Gobiocypris
- Conservation status: Endangered (IUCN 3.1)

Scientific classification
- Kingdom: Animalia
- Phylum: Chordata
- Class: Actinopterygii
- Division: Teleostei
- Order: Cypriniformes
- Suborder: Cyprinoidei
- Family: Gobionidae
- Genus: Gobiocypris M. R. Ye & T. Y. Fu, 1983
- Species: G. rarus
- Binomial name: Gobiocypris rarus M. R. Ye & T. Y. Fu, 1983

= Gobiocypris =

- Authority: M. R. Ye & T. Y. Fu, 1983
- Conservation status: EN
- Parent authority: M. R. Ye & T. Y. Fu, 1983

Species of fish

Gobiocypris is a monospecific genus of freshwater ray-finned fish belonging to the family Gobionidae, the gudgeons.
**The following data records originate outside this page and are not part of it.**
pub mod event;

use std::collections::HashMap;
use std::path::{Path, PathBuf};
use std::time::{Duration, SystemTime};

use notify::{RecursiveMode, Watcher};
use notify_debouncer_mini::{DebounceEventResult, DebouncedEventKind, new_debouncer};
use tokio::sync::mpsc as tokio_mpsc;
use tokio::task::JoinHandle;

use crate::host::HostSink;
use crate::walker::{PathFilter, walk_project};

pub use event::WatchEvent;

const SOURCE: &str = "watcher";

/// Handle to a running watcher. Keeps the debouncer alive (dropping stops watching).
pub struct WatcherHandle {
    /// Keep alive: dropping the debouncer stops the OS watcher.
    debouncer: notify_debouncer_mini::Debouncer<notify::RecommendedWatcher>,
    /// The bridge task forwarding events from std channel to tokio channel.
    bridge_task: JoinHandle<()>,
}

impl WatcherHandle {
    /// Stop watching and wait for the bridge to finish forwarding.
    ///
    /// The event receiver yields whatever was already classified and then ends.
    pub async fn stop(self) {
        drop(self.debouncer);
        let _ = self.bridge_task.await;
    }
}

#[derive(Debug, Clone)]
pub struct WatchOptions {
    /// How long a path must be quiet before its change is reported.
    pub stability_threshold: Duration,
    pub filter: PathFilter,
    pub host: HostSink,
}

/// Start a debounced file watcher on `watch_root`.
///
/// Returns a `WatcherHandle` (must be kept alive) and a tokio mpsc receiver
/// that yields classified `WatchEvent`s.
///
/// Files present at start are learned by a walk on the bridge thread and
/// produce no events. After that, every settled path is compared with the
/// known tree to decide between Created, Modified, and Deleted.
pub fn start_watcher(
    watch_root: &Path,
    options: WatchOptions,
) -> notify::Result<(WatcherHandle, tokio_mpsc::Receiver<WatchEvent>)> {
    let (std_tx, std_rx) = std::sync::mpsc::channel::<DebounceEventResult>();

    let mut debouncer = new_debouncer(options.stability_threshold, move |res| {
        let _ = std_tx.send(res);
    })?;
    debouncer
        .watcher()
        .watch(watch_root, RecursiveMode::Recursive)?;

    // Tokio channel for classified events
    let (tokio_tx, tokio_rx) = tokio_mpsc::channel::<WatchEvent>(256);

    // Bridge: spawn_blocking to receive from std channel, classify, forward to tokio
    let WatchOptions { filter, host, .. } = options;
    let bridge_task = tokio::task::spawn_blocking(move || {
        let mut known = KnownFiles::seed(&filter);
        tracing::debug!(root = %filter.root().display(), files = known.len(), "watch baseline ready");

        while let Ok(result) = std_rx.recv() {
            match result {
                Ok(events) => {
                    for debounced_event in events {
                        if matches!(debounced_event.kind, DebouncedEventKind::AnyContinuous) {
                            continue;
                        }
                        if filter.is_excluded(&debounced_event.path) {
                            continue;
                        }
                        for watch_event in known.classify(&debounced_event.path, &filter) {
                            if tokio_tx.blocking_send(watch_event).is_err() {
                                return; // receiver dropped, shutdown
                            }
                        }
                    }
                }
                Err(err) => {
                    host.warn(SOURCE, format!("watch error under {}: {err:?}", filter.root().display()));
                }
            }
        }
    });

    Ok((
        WatcherHandle {
            debouncer,
            bridge_task,
        },
        tokio_rx,
    ))
}

/// Size and modification time, enough to tell a real write from a touch-free event.
#[derive(Debug, Clone, Copy, PartialEq, Eq)]
struct FileStamp {
    len: u64,
    modified: Option<SystemTime>,
}

impl FileStamp {
    fn of(meta: &std::fs::Metadata) -> Self {
        Self {
            len: meta.len(),
            modified: meta.modified().ok(),
        }
    }
}

/// The files the watcher believes exist, with their last seen stamps.
#[derive(Debug, Default)]
struct KnownFiles {
    stamps: HashMap<PathBuf, FileStamp>,
}

impl KnownFiles {
    fn seed(filter: &PathFilter) -> Self {
        let mut known = Self::default();
        for path in walk_project(filter) {
            if let Ok(meta) = std::fs::metadata(&path) {
                known.stamps.insert(path, FileStamp::of(&meta));
            }
        }
        known
    }

    fn len(&self) -> usize {
        self.stamps.len()
    }

    /// Turn one settled path into zero or more file events.
    fn classify(&mut self, path: &Path, filter: &PathFilter) -> Vec<WatchEvent> {
        match std::fs::metadata(path) {
            Ok(meta) if meta.is_dir() => self.discover(path, filter),
            Ok(meta) if meta.is_file() => {
                let stamp = FileStamp::of(&meta);
                match self.stamps.insert(path.to_path_buf(), stamp) {
                    None => vec![WatchEvent::Created(path.to_path_buf())],
                    Some(previous) if previous != stamp => {
                        vec![WatchEvent::Modified(path.to_path_buf())]
                    }
                    Some(_) => Vec::new(),
                }
            }
            Ok(_) => Vec::new(),
            Err(_) => self.forget(path),
        }
    }

    /// Files under a directory that appeared in one piece (e.g. moved in).
    fn discover(&mut self, dir: &Path, filter: &PathFilter) -> Vec<WatchEvent> {
        let mut created = Vec::new();
        for path in walk_project(filter) {
            if !path.starts_with(dir) || self.stamps.contains_key(&path) {
                continue;
            }
            if let Ok(meta) = std::fs::metadata(&path) {
                self.stamps.insert(path.clone(), FileStamp::of(&meta));
                created.push(WatchEvent::Created(path));
            }
        }
        created
    }

    /// A path that no longer exists: the file itself, or everything known beneath it.
    fn forget(&mut self, path: &Path) -> Vec<WatchEvent> {
        if self.stamps.remove(path).is_some() {
            return vec![WatchEvent::Deleted(path.to_path_buf())];
        }
        let mut gone: Vec<PathBuf> = self
            .stamps
            .keys()
            .filter(|known| known.starts_with(path))
            .cloned()
            .collect();
        gone.sort();
        for known in &gone {
            self.stamps.remove(known);
        }
        gone.into_iter().map(WatchEvent::Deleted).collect()
    }
}

#[cfg(test)]
mod tests {
    use std::fs;

    use super::*;
    use crate::config::AuditConfig;

    fn filter(root: &Path) -> PathFilter {
        PathFilter::new(root, &AuditConfig::default(), None)
    }

    #[test]
    fn test_classify_against_known_tree() {
        let dir = tempfile::tempdir().unwrap();
        let root = dir.path();
        fs::write(root.join("old.txt"), "old").unwrap();
        let filter = filter(root);
        let mut known = KnownFiles::seed(&filter);
        assert_eq!(known.len(), 1);

        // Unchanged known file: no event.
        assert!(known.classify(&root.join("old.txt"), &filter).is_empty());

        fs::write(root.join("new.txt"), "n").unwrap();
        assert_eq!(
            known.classify(&root.join("new.txt"), &filter),
            vec![WatchEvent::Created(root.join("new.txt"))]
        );

        fs::write(root.join("old.txt"), "old and longer").unwrap();
        assert_eq!(
            known.classify(&root.join("old.txt"), &filter),
            vec![WatchEvent::Modified(root.join("old.txt"))]
        );

        fs::remove_file(root.join("old.txt")).unwrap();
        assert_eq!(
            known.classify(&root.join("old.txt"), &filter),
            vec![WatchEvent::Deleted(root.join("old.txt"))]
        );

        // Unknown and missing: nothing to report.
        assert!(known.classify(&root.join("never.txt"), &filter).is_empty());
    }

    #[test]
    fn test_removed_directory_deletes_known_children() {
        let dir = tempfile::tempdir().unwrap();
        let root = dir.path();
        fs::create_dir_all(root.join("sub/inner")).unwrap();
        fs::write(root.join("sub/a.txt"), "a").unwrap();
        fs::write(root.join("sub/inner/b.txt"), "b").unwrap();
        fs::write(root.join("keep.txt"), "k").unwrap();
        let filter = filter(root);
        let mut known = KnownFiles::seed(&filter);

        fs::remove_dir_all(root.join("sub")).unwrap();
        assert_eq!(
            known.classify(&root.join("sub"), &filter),
            vec![
                WatchEvent::Deleted(root.join("sub/a.txt")),
                WatchEvent::Deleted(root.join("sub/inner/b.txt")),
            ]
        );
        assert_eq!(known.len(), 1);
    }

    #[test]
    fn test_directory_moved_in_creates_its_files() {
        let dir = tempfile::tempdir().unwrap();
        let root = dir.path();
        let filter = filter(root);
        let mut known = KnownFiles::seed(&filter);

        fs::create_dir_all(root.join("incoming")).unwrap();
        fs::write(root.join("incoming/x.txt"), "x").unwrap();
        let events = known.classify(&root.join("incoming"), &filter);
        assert_eq!(events, vec![WatchEvent::Created(root.join("incoming/x.txt"))]);

        // The file's own notification later is a no-op.
        assert!(known.classify(&root.join("incoming/x.txt"), &filter).is_empty());
    }

    async fn next_event(rx: &mut tokio_mpsc::Receiver<WatchEvent>) -> WatchEvent {
        tokio::time::timeout(Duration::from_secs(10), rx.recv())
            .await
            .expect("timed out waiting for watch event")
            .expect("watch channel closed")
    }

    #[tokio::test(flavor = "multi_thread", worker_threads = 2)]
    async fn test_watcher_reports_lifecycle() {
        let dir = tempfile::tempdir().unwrap();
        let root = dir.path().canonicalize().unwrap();
        let options = WatchOptions {
            stability_threshold: Duration::from_millis(200),
            filter: filter(&root),
            host: HostSink::disconnected(),
        };
        let (handle, mut rx) = start_watcher(&root, options).unwrap();
        // Let the baseline walk finish before touching the tree.
        tokio::time::sleep(Duration::from_millis(300)).await;

        let file = root.join("note.txt");
        fs::write(&file, "one").unwrap();
        assert_eq!(next_event(&mut rx).await, WatchEvent::Created(file.clone()));

        fs::write(&file, "one two").unwrap();
        assert_eq!(next_event(&mut rx).await, WatchEvent::Modified(file.clone()));

        fs::remove_file(&file).unwrap();
        assert_eq!(next_event(&mut rx).await, WatchEvent::Deleted(file.clone()));

        fs::write(root.join(".hidden"), "x").unwrap();
        handle.stop().await;
        assert!(rx.recv().await.is_none());
    }
}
The only species in this genus is Gobiocypris rarus (Juji fish), a fish endemic to China where it is only found near Jiuxiang in Sichuan province.

== Reproduction ==
The minimum age of reproduction is 4 months. Females reproduce during the months of March and November when temperatures are warmer. Gobiocypris rarus has a genetic sex determination system, and it can produce a large number of eggs, with a high hatching rate.